What the task asks => Give back all of the data, word for word.

----------------------------------------

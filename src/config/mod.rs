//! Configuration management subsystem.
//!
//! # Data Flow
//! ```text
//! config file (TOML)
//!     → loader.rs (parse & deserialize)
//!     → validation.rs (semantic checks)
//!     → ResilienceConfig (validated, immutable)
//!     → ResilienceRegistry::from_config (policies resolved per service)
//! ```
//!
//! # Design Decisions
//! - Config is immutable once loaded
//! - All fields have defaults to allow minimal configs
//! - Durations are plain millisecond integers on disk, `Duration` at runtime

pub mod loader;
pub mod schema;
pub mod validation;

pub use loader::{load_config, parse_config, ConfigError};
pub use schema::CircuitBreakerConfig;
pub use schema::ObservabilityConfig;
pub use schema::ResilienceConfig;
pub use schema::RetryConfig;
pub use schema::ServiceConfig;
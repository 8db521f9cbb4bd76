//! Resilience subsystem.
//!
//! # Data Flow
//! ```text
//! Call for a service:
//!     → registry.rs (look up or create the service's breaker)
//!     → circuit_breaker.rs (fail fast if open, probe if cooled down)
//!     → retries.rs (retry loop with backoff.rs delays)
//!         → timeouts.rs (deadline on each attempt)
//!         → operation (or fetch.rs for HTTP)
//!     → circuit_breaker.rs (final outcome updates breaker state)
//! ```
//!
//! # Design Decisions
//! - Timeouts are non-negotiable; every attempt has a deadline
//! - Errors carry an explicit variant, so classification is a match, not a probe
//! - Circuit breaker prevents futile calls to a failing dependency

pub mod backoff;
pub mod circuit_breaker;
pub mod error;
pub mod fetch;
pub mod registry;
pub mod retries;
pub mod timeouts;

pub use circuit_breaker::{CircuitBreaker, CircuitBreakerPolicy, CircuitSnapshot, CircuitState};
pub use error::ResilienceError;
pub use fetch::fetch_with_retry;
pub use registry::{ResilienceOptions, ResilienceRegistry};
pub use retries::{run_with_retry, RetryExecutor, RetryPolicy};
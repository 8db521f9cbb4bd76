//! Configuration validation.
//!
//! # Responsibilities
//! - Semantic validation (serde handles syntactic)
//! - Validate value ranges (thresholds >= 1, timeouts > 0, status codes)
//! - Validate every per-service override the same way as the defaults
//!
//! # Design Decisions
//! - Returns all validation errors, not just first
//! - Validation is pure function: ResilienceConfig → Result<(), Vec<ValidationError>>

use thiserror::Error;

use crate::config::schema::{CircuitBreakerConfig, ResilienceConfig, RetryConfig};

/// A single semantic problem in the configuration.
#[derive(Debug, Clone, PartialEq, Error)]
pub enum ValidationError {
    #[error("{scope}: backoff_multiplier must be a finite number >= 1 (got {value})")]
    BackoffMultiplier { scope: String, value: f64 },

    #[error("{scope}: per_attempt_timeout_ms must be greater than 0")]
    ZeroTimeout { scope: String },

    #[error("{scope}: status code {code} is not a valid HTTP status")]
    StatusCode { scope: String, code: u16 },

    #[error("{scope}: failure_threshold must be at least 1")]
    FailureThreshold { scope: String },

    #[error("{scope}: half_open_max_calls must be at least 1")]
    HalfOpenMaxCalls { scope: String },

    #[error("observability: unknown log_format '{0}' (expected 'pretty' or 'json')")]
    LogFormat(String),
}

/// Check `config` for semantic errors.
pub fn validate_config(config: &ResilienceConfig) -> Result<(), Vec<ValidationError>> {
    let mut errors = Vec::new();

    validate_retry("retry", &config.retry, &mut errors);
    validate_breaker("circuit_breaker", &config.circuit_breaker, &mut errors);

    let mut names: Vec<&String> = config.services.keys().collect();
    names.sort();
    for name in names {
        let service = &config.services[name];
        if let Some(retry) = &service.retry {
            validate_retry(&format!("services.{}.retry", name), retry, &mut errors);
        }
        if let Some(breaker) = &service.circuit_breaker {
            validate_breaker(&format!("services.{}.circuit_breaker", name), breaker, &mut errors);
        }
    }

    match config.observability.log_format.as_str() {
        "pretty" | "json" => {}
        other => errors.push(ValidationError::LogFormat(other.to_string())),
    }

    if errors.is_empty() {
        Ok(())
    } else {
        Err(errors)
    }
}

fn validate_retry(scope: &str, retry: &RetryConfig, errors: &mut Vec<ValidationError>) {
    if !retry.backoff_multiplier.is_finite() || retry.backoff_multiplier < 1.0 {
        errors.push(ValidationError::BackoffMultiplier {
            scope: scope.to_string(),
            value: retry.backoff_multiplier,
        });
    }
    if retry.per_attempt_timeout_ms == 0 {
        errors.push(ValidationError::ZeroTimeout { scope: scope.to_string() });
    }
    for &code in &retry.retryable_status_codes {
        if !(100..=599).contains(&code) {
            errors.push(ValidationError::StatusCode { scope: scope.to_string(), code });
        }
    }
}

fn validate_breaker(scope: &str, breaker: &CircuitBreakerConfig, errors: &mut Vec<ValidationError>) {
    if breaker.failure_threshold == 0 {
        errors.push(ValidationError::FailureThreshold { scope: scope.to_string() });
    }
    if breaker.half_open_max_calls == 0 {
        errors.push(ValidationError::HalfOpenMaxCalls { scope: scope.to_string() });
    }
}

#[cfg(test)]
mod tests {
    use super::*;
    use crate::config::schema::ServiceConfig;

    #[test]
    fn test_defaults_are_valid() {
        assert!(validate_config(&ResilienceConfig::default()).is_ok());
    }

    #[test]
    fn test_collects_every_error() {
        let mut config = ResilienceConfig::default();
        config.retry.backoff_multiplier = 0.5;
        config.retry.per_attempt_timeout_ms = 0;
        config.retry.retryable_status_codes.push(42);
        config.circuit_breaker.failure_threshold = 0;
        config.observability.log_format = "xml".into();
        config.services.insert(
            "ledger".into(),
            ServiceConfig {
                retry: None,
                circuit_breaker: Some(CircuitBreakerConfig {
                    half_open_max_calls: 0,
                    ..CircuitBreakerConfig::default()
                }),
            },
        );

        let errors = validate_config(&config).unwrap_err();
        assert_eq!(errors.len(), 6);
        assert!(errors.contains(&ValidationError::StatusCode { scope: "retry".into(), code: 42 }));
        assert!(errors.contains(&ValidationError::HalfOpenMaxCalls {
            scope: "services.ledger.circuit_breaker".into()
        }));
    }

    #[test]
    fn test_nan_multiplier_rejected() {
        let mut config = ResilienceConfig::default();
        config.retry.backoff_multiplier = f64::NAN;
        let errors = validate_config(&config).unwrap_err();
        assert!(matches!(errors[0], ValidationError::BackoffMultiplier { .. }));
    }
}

----------------------------------------

Written solution =>
filename src/config/mod.rs
//! Configuration management subsystem.
//!
//! # Data Flow
//! ```text
//! config file (TOML)
//!     → loader.rs (parse & deserialize)
//!     → validation.rs (semantic checks)
//!     → ResilienceConfig (validated, immutable)
//!     → ResilienceRegistry::from_config (policies resolved per service)
//! ```
//!
//! # Design Decisions
//! - Config is immutable once loaded
//! - All fields have defaults to allow minimal configs
//! - Durations are plain millisecond integers on disk, `Duration` at runtime

pub mod loader;
pub mod schema;
pub mod validation;

pub use loader::{load_config, parse_config, ConfigError};
pub use schema::CircuitBreakerConfig;
pub use schema::ObservabilityConfig;
pub use schema::ResilienceConfig;
pub use schema::RetryConfig;
pub use schema::ServiceConfig;
repository 8db521f9cbb4bd76
//! Resilience subsystem.
//!
//! # Data Flow
//! ```text
//! Call for a service:
//!     → registry.rs (look up or create the service's breaker)
//!     → circuit_breaker.rs (fail fast if open, probe if cooled down)
//!     → retries.rs (retry loop with backoff.rs delays)
//!         → timeouts.rs (deadline on each attempt)
//!         → operation (or fetch.rs for HTTP)
//!     → circuit_breaker.rs (final outcome updates breaker state)
//! ```
//!
//! # Design Decisions
//! - Timeouts are non-negotiable; every attempt has a deadline
//! - Errors carry an explicit variant, so classification is a match, not a probe
//! - Circuit breaker prevents futile calls to a failing dependency

pub mod backoff;
pub mod circuit_breaker;
pub mod error;
pub mod fetch;
pub mod registry;
pub mod retries;
pub mod timeouts;

pub use circuit_breaker::{CircuitBreaker, CircuitBreakerPolicy, CircuitSnapshot, CircuitState};
pub use error::ResilienceError;
pub use fetch::fetch_with_retry;
pub use registry::{ResilienceOptions, ResilienceRegistry};
pub use retries::{run_with_retry, RetryExecutor, RetryPolicy};
repository 8db521f9cbb4bd76
//! Configuration validation.
//!
//! # Responsibilities
//! - Semantic validation (serde handles syntactic)
//! - Validate value ranges (thresholds >= 1, timeouts > 0, status codes)
//! - Validate every per-service override the same way as the defaults
//!
//! # Design Decisions
//! - Returns all validation errors, not just first
//! - Validation is pure function: ResilienceConfig → Result<(), Vec<ValidationError>>

use thiserror::Error;

use crate::config::schema::{CircuitBreakerConfig, ResilienceConfig, RetryConfig};

/// A single semantic problem in the configuration.
#[derive(Debug, Clone, PartialEq, Error)]
pub enum ValidationError {
    #[error("{scope}: backoff_multiplier must be a finite number >= 1 (got {value})")]
    BackoffMultiplier { scope: String, value: f64 },

    #[error("{scope}: per_attempt_timeout_ms must be greater than 0")]
    ZeroTimeout { scope: String },

    #[error("{scope}: status code {code} is not a valid HTTP status")]
    StatusCode { scope: String, code: u16 },

    #[error("{scope}: failure_threshold must be at least 1")]
    FailureThreshold { scope: String },

    #[error("{scope}: half_open_max_calls must be at least 1")]
    HalfOpenMaxCalls { scope: String },

    #[error("observability: unknown log_format '{0}' (expected 'pretty' or 'json')")]
    LogFormat(String),
}

/// Check `config` for semantic errors.
pub fn validate_config(config: &ResilienceConfig) -> Result<(), Vec<ValidationError>> {
    let mut errors = Vec::new();

    validate_retry("retry", &config.retry, &mut errors);
    validate_breaker("circuit_breaker", &config.circuit_breaker, &mut errors);

    let mut names: Vec<&String> = config.services.keys().collect();
    names.sort();
    for name in names {
        let service = &config.services[name];
        if let Some(retry) = &service.retry {
            validate_retry(&format!("services.{}.retry", name), retry, &mut errors);
        }
        if let Some(breaker) = &service.circuit_breaker {
            validate_breaker(&format!("services.{}.circuit_breaker", name), breaker, &mut errors);
        }
    }

    match config.observability.log_format.as_str() {
        "pretty" | "json" => {}
        other => errors.push(ValidationError::LogFormat(other.to_string())),
    }

    if errors.is_empty() {
        Ok(())
    } else {
        Err(errors)
    }
}

fn validate_retry(scope: &str, retry: &RetryConfig, errors: &mut Vec<ValidationError>) {
    if !retry.backoff_multiplier.is_finite() || retry.backoff_multiplier < 1.0 {
        errors.push(ValidationError::BackoffMultiplier {
            scope: scope.to_string(),
            value: retry.backoff_multiplier,
        });
    }
    if retry.per_attempt_timeout_ms == 0 {
        errors.push(ValidationError::ZeroTimeout { scope: scope.to_string() });
    }
    for &code in &retry.retryable_status_codes {
        if !(100..=599).contains(&code) {
            errors.push(ValidationError::StatusCode { scope: scope.to_string(), code });
        }
    }
}

fn validate_breaker(scope: &str, breaker: &CircuitBreakerConfig, errors: &mut Vec<ValidationError>) {
    if breaker.failure_threshold == 0 {
        errors.push(ValidationError::FailureThreshold { scope: scope.to_string() });
    }
    if breaker.half_open_max_calls == 0 {
        errors.push(ValidationError::HalfOpenMaxCalls { scope: scope.to_string() });
    }
}

#[cfg(test)]
mod tests {
    use super::*;
    use crate::config::schema::ServiceConfig;

    #[test]
    fn test_defaults_are_valid() {
        assert!(validate_config(&ResilienceConfig::default()).is_ok());
    }

    #[test]
    fn test_collects_every_error() {
        let mut config = ResilienceConfig::default();
        config.retry.backoff_multiplier = 0.5;
        config.retry.per_attempt_timeout_ms = 0;
        config.retry.retryable_status_codes.push(42);
        config.circuit_breaker.failure_threshold = 0;
        config.observability.log_format = "xml".into();
        config.services.insert(
            "ledger".into(),
            ServiceConfig {
                retry: None,
                circuit_breaker: Some(CircuitBreakerConfig {
                    half_open_max_calls: 0,
                    ..CircuitBreakerConfig::default()
                }),
            },
        );

        let errors = validate_config(&config).unwrap_err();
        assert_eq!(errors.len(), 6);
        assert!(errors.contains(&ValidationError::StatusCode { scope: "retry".into(), code: 42 }));
        assert!(errors.contains(&ValidationError::HalfOpenMaxCalls {
            scope: "services.ledger.circuit_breaker".into()
        }));
    }

    #[test]
    fn test_nan_multiplier_rejected() {
        let mut config = ResilienceConfig::default();
        config.retry.backoff_multiplier = f64::NAN;
        let errors = validate_config(&config).unwrap_err();
        assert!(matches!(errors[0], ValidationError::BackoffMultiplier { .. }));
    }
}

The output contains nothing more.